Answer with a number only, stating how many lines of the records hold the word "return".

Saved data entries
######
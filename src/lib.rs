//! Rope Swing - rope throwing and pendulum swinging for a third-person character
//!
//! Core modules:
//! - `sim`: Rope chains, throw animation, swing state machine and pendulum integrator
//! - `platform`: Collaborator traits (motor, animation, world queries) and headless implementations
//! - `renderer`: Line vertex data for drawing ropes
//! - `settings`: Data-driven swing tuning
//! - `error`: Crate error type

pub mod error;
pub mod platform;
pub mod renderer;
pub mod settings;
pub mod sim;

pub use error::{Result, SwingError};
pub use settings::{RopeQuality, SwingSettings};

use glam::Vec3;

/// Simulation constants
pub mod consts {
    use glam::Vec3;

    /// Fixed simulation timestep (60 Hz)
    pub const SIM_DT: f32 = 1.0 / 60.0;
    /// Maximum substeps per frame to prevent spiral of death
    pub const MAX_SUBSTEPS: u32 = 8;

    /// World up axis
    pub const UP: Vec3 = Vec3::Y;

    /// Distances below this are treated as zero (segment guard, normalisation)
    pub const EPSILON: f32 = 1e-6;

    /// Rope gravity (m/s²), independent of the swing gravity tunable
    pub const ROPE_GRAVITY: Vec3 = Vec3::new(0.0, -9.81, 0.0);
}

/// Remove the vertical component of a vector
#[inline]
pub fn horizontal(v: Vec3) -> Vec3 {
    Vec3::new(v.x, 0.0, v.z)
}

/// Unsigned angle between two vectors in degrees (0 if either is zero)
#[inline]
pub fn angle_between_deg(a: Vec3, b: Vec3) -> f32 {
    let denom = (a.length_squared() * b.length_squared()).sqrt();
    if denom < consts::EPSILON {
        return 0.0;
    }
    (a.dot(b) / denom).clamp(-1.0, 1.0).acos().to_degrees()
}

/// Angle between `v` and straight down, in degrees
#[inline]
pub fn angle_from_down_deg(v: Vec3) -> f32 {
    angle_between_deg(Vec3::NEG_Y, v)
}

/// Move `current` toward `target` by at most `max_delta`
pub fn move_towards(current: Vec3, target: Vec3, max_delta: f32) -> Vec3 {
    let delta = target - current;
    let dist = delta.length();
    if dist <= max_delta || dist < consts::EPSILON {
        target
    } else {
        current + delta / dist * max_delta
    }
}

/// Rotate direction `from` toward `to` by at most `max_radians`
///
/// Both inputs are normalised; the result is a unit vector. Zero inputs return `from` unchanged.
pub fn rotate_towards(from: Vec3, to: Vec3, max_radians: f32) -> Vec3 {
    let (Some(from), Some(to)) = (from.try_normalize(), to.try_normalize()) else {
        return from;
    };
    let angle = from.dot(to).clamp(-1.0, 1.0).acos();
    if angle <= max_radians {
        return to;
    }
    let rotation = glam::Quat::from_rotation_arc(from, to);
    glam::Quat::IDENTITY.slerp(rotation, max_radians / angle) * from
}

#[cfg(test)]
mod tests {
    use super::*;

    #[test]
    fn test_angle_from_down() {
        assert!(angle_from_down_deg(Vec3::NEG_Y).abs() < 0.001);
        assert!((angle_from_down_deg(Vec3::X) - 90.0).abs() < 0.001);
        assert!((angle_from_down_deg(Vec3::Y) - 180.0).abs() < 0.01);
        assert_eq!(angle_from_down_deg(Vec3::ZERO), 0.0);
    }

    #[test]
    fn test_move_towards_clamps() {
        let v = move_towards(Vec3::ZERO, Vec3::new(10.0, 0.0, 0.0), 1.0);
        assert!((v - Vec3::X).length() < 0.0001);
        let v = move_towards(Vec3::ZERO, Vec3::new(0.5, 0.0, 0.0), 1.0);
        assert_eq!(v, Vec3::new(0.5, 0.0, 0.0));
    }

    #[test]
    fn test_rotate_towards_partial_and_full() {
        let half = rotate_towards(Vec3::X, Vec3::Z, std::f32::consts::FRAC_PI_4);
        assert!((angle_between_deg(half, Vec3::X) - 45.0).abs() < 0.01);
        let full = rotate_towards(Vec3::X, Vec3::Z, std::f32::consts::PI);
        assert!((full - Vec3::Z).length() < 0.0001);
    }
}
######
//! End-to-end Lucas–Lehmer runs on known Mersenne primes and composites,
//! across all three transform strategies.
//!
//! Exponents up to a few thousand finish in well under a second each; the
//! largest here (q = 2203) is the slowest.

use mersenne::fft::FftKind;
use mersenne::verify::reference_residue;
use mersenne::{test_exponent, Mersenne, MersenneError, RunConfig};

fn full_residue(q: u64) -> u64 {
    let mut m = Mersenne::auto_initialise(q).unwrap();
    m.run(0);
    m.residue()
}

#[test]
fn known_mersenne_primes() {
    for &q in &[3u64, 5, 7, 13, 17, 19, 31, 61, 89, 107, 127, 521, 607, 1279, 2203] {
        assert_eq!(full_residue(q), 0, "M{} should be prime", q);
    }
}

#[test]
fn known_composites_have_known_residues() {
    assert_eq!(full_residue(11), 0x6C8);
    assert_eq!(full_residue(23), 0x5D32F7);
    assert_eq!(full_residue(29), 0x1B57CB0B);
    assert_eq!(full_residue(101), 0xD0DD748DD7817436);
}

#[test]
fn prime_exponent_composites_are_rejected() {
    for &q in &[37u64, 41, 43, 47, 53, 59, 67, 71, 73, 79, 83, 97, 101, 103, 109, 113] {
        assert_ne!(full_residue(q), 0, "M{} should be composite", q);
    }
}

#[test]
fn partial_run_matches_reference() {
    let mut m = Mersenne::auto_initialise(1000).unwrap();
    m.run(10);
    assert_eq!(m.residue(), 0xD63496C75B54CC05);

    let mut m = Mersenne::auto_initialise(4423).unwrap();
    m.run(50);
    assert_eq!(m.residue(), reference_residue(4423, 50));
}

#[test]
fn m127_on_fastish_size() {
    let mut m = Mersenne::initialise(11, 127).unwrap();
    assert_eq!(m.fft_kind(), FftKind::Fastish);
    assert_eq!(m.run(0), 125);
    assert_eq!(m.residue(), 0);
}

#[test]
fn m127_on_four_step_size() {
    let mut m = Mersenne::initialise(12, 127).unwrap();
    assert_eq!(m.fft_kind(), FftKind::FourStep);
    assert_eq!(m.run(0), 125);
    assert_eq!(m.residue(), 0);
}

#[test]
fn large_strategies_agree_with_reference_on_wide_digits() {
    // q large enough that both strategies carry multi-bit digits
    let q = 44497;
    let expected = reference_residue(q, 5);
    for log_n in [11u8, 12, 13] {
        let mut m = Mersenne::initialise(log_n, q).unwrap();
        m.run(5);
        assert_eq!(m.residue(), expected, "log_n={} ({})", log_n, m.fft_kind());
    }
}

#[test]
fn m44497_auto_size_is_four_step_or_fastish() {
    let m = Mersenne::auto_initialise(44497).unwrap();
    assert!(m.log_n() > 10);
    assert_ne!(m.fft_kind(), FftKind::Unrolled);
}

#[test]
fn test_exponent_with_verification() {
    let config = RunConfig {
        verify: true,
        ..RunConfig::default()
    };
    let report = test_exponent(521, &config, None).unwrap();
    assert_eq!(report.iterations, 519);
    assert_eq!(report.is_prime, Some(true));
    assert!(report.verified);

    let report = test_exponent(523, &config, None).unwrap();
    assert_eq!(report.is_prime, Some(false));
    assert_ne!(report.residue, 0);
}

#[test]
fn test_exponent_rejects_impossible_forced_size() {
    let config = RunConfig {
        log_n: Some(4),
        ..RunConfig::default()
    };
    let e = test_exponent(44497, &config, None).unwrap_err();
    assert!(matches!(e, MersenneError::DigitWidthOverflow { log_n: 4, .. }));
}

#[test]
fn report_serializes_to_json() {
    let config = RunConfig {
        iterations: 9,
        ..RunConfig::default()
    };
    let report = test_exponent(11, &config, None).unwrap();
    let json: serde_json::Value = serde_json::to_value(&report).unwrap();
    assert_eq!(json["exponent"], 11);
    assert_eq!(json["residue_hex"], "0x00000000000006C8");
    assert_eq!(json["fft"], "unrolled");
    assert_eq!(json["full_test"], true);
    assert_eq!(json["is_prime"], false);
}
######
Task solution>
4